### GOAL OF THE EXERCISE
Provide the data again exactly, including every line that follows.

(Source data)
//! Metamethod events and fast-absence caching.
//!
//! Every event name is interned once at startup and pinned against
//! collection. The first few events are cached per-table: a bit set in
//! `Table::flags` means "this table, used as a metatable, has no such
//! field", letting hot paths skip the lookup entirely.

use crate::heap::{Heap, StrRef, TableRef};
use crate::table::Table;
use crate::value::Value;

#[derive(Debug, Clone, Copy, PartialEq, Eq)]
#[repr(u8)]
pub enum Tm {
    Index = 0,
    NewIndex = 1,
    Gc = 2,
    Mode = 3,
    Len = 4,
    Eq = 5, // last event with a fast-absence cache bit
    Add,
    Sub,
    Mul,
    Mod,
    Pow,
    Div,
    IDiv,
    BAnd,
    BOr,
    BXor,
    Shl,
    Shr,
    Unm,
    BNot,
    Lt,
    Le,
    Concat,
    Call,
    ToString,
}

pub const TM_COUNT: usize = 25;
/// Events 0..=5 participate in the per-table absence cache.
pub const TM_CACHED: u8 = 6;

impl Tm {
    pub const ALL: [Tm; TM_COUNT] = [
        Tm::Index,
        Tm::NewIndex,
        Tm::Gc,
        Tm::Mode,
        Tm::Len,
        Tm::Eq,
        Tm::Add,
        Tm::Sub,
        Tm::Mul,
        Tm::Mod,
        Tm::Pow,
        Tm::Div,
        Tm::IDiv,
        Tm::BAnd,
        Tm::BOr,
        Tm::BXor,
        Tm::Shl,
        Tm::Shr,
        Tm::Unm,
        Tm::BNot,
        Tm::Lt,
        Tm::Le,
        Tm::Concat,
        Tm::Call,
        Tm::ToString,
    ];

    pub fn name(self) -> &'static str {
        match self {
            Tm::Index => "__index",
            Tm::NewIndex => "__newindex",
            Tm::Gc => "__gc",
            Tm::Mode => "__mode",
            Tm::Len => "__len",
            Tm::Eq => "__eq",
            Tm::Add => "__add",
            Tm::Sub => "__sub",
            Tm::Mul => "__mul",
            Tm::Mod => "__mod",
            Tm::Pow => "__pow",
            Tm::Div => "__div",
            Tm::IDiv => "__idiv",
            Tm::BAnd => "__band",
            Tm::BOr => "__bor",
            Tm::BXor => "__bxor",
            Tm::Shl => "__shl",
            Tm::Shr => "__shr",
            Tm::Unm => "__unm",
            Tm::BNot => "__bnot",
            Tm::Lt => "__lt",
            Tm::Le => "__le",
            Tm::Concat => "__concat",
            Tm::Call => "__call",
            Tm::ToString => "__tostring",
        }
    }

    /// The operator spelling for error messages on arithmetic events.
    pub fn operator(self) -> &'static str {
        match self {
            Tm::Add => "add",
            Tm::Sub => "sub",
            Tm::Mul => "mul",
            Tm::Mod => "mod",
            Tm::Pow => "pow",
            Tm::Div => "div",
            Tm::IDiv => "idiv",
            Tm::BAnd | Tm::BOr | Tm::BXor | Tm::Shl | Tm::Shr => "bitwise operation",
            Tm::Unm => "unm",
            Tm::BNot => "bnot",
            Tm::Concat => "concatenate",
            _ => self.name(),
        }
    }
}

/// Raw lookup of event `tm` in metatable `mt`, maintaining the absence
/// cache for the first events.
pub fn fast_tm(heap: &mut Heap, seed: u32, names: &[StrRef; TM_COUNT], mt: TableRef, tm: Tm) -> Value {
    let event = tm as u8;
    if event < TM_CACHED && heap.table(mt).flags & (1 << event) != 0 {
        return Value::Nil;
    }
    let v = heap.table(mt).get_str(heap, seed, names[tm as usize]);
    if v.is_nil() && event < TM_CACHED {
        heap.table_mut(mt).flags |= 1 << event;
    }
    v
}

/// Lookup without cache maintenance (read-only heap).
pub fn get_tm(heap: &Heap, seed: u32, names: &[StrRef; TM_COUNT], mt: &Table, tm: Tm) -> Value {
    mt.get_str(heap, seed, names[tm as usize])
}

### REPLY
//! Metamethod events and fast-absence caching.
//!
//! Every event name is interned once at startup and pinned against
//! collection. The first few events are cached per-table: a bit set in
//! `Table::flags` means "this table, used as a metatable, has no such
//! field", letting hot paths skip the lookup entirely.

use crate::heap::{Heap, StrRef, TableRef};
use crate::table::Table;
use crate::value::Value;

#[derive(Debug, Clone, Copy, PartialEq, Eq)]
#[repr(u8)]
pub enum Tm {
    Index = 0,
    NewIndex = 1,
    Gc = 2,
    Mode = 3,
    Len = 4,
    Eq = 5, // last event with a fast-absence cache bit
    Add,
    Sub,
    Mul,
    Mod,
    Pow,
    Div,
    IDiv,
    BAnd,
    BOr,
    BXor,
    Shl,
    Shr,
    Unm,
    BNot,
    Lt,
    Le,
    Concat,
    Call,
    ToString,
}

pub const TM_COUNT: usize = 25;
/// Events 0..=5 participate in the per-table absence cache.
pub const TM_CACHED: u8 = 6;

impl Tm {
    pub const ALL: [Tm; TM_COUNT] = [
        Tm::Index,
        Tm::NewIndex,
        Tm::Gc,
        Tm::Mode,
        Tm::Len,
        Tm::Eq,
        Tm::Add,
        Tm::Sub,
        Tm::Mul,
        Tm::Mod,
        Tm::Pow,
        Tm::Div,
        Tm::IDiv,
        Tm::BAnd,
        Tm::BOr,
        Tm::BXor,
        Tm::Shl,
        Tm::Shr,
        Tm::Unm,
        Tm::BNot,
        Tm::Lt,
        Tm::Le,
        Tm::Concat,
        Tm::Call,
        Tm::ToString,
    ];

    pub fn name(self) -> &'static str {
        match self {
            Tm::Index => "__index",
            Tm::NewIndex => "__newindex",
            Tm::Gc => "__gc",
            Tm::Mode => "__mode",
            Tm::Len => "__len",
            Tm::Eq => "__eq",
            Tm::Add => "__add",
            Tm::Sub => "__sub",
            Tm::Mul => "__mul",
            Tm::Mod => "__mod",
            Tm::Pow => "__pow",
            Tm::Div => "__div",
            Tm::IDiv => "__idiv",
            Tm::BAnd => "__band",
            Tm::BOr => "__bor",
            Tm::BXor => "__bxor",
            Tm::Shl => "__shl",
            Tm::Shr => "__shr",
            Tm::Unm => "__unm",
            Tm::BNot => "__bnot",
            Tm::Lt => "__lt",
            Tm::Le => "__le",
            Tm::Concat => "__concat",
            Tm::Call => "__call",
            Tm::ToString => "__tostring",
        }
    }

    /// The operator spelling for error messages on arithmetic events.
    pub fn operator(self) -> &'static str {
        match self {
            Tm::Add => "add",
            Tm::Sub => "sub",
            Tm::Mul => "mul",
            Tm::Mod => "mod",
            Tm::Pow => "pow",
            Tm::Div => "div",
            Tm::IDiv => "idiv",
            Tm::BAnd | Tm::BOr | Tm::BXor | Tm::Shl | Tm::Shr => "bitwise operation",
            Tm::Unm => "unm",
            Tm::BNot => "bnot",
            Tm::Concat => "concatenate",
            _ => self.name(),
        }
    }
}

/// Raw lookup of event `tm` in metatable `mt`, maintaining the absence
/// cache for the first events.
pub fn fast_tm(heap: &mut Heap, seed: u32, names: &[StrRef; TM_COUNT], mt: TableRef, tm: Tm) -> Value {
    let event = tm as u8;
    if event < TM_CACHED && heap.table(mt).flags & (1 << event) != 0 {
        return Value::Nil;
    }
    let v = heap.table(mt).get_str(heap, seed, names[tm as usize]);
    if v.is_nil() && event < TM_CACHED {
        heap.table_mut(mt).flags |= 1 << event;
    }
    v
}

/// Lookup without cache maintenance (read-only heap).
pub fn get_tm(heap: &Heap, seed: u32, names: &[StrRef; TM_COUNT], mt: &Table, tm: Tm) -> Value {
    mt.get_str(heap, seed, names[tm as usize])
}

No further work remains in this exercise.